Two or even all three of these mechanisms can act jointly. Additionally, surging ice lobes moving as plug flows can form levee-like accumulations of stagnant, debris-rich ice along their margins, which then melt out to form hummocks, as along the edges of the Des Moines Lobe in Minnesota and Iowa, USA (Kemmis et al., 1994).

In addition to thrusting and stacking, the amount of englacial debris can increase by the freezing-on of subglacial material. This occurs on sub-polar glaciers where debris is frozen-on at the boundary between warm and cold ice near the ice margin (Boulton, 1972b). Sediment entrainment also occurs when supercooled subglacial water freezes-on near the ice margin (Evenson et al., 1999). Supercooled freezing-on occurs where there is a steep subglacial gradient near the ice margin, a condition that would have been present near the margins of several parts of the Pleistocene ice sheets. Additionally, surging glaciers may cause an increase in freezing-on of subglacial sediment, as suggested by Clapperton (1975) who noted that frozen-on basal debris was more common on glaciers in Iceland and Svalbard that had surged than those that had not.

10.3.2 Characteristics of Glaciers With Abundant Supraglacial Debris

These observations indicate that sub-polar glaciers that surge or that flow against regional slopes are likely to have greater amounts of basal-debris-rich ice and englacial debris, which in turn can be readily carried to higher positions in the ice and eventually be released supraglacially. Pleistocene glaciers in lowland settings in North America and Europe matched these characteristics: they were sub-polar, based on climatic evidence (Black, 1976a and b; Attig et al., 1989; Boulton et al., 1995; Cutler et al., 2000), many of them surged, as shown by radiocarbon datings (Clayton et al., 1985), and many portions of the ice sheets flowed out of basins near the ice margin (e.g. the Winnipeg Lowland and Great Lakes region of North America and the Baltic basin of northern Europe). These observations support our contention that it is reasonable to explain these landforms in terms of abundant supraglacial debris.

The supraglacial landscapes we have studied in Wisconsin and North Dakota formed during a time when permafrost was present around the margins of the existing glaciers, and we find hummocky terrains to be best developed at the outer margins of the Late Wisconsin ice advances, at a time when permafrost was present. During ice recession, permafrost would not have had time to develop as deeply as during ice advance, and this explains in part why there is less hummocky terrain associated with younger ice margins. However, hummocks present at younger margins indicate that factors other than permafrost were important in supraglacial debris genesis (Attig and Clayton, 1993). Though the presence of permafrost creates conditions that favour the incorporation of englacial debris and its transference to higher positions within the ice, it is not a requirement for the supraglacial landsystem.

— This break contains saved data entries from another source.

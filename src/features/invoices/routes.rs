use axum::{
    extract::DefaultBodyLimit,
    routing::{get, post},
    Router,
};
use std::sync::Arc;

use crate::features::invoices::handlers;
use crate::features::invoices::services::InvoiceService;
use crate::shared::constants::MAX_INVOICE_FILE_SIZE;

pub fn routes(service: Arc<InvoiceService>) -> Router {
    Router::new()
        .route(
            "/invoices",
            get(handlers::invoices_page).post(handlers::upload_invoice).layer(
                // Room for multipart framing around the largest accepted file
                DefaultBodyLimit::max(MAX_INVOICE_FILE_SIZE + 1024 * 1024),
            ),
        )
        .route(
            "/api/invoices/files/{file_id}/process",
            post(handlers::process_invoice),
        )
        .route(
            "/api/invoices/files/{file_id}/status",
            get(handlers::check_status),
        )
        .route("/api/invoices/stats", get(handlers::invoice_stats))
        .route("/api/invoices/{invoice_id}", get(handlers::get_invoice))
        .with_state(service)
}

These mechanisms indicate why supraglacial till often looks like the regional basal till, because it is the regional basal till. That is, it is till derived from the base of the glacier and moved or frozen into englacial positions by the processes we outline above. The uppermost surface of the supraglacial debris will experience the sorting and winnowing commonly seen on modern glaciers, but these processes will not affect the entire thickness of supraglacial till thereby preserving the sedimentary characteristics produced englacially or at the glacier bed.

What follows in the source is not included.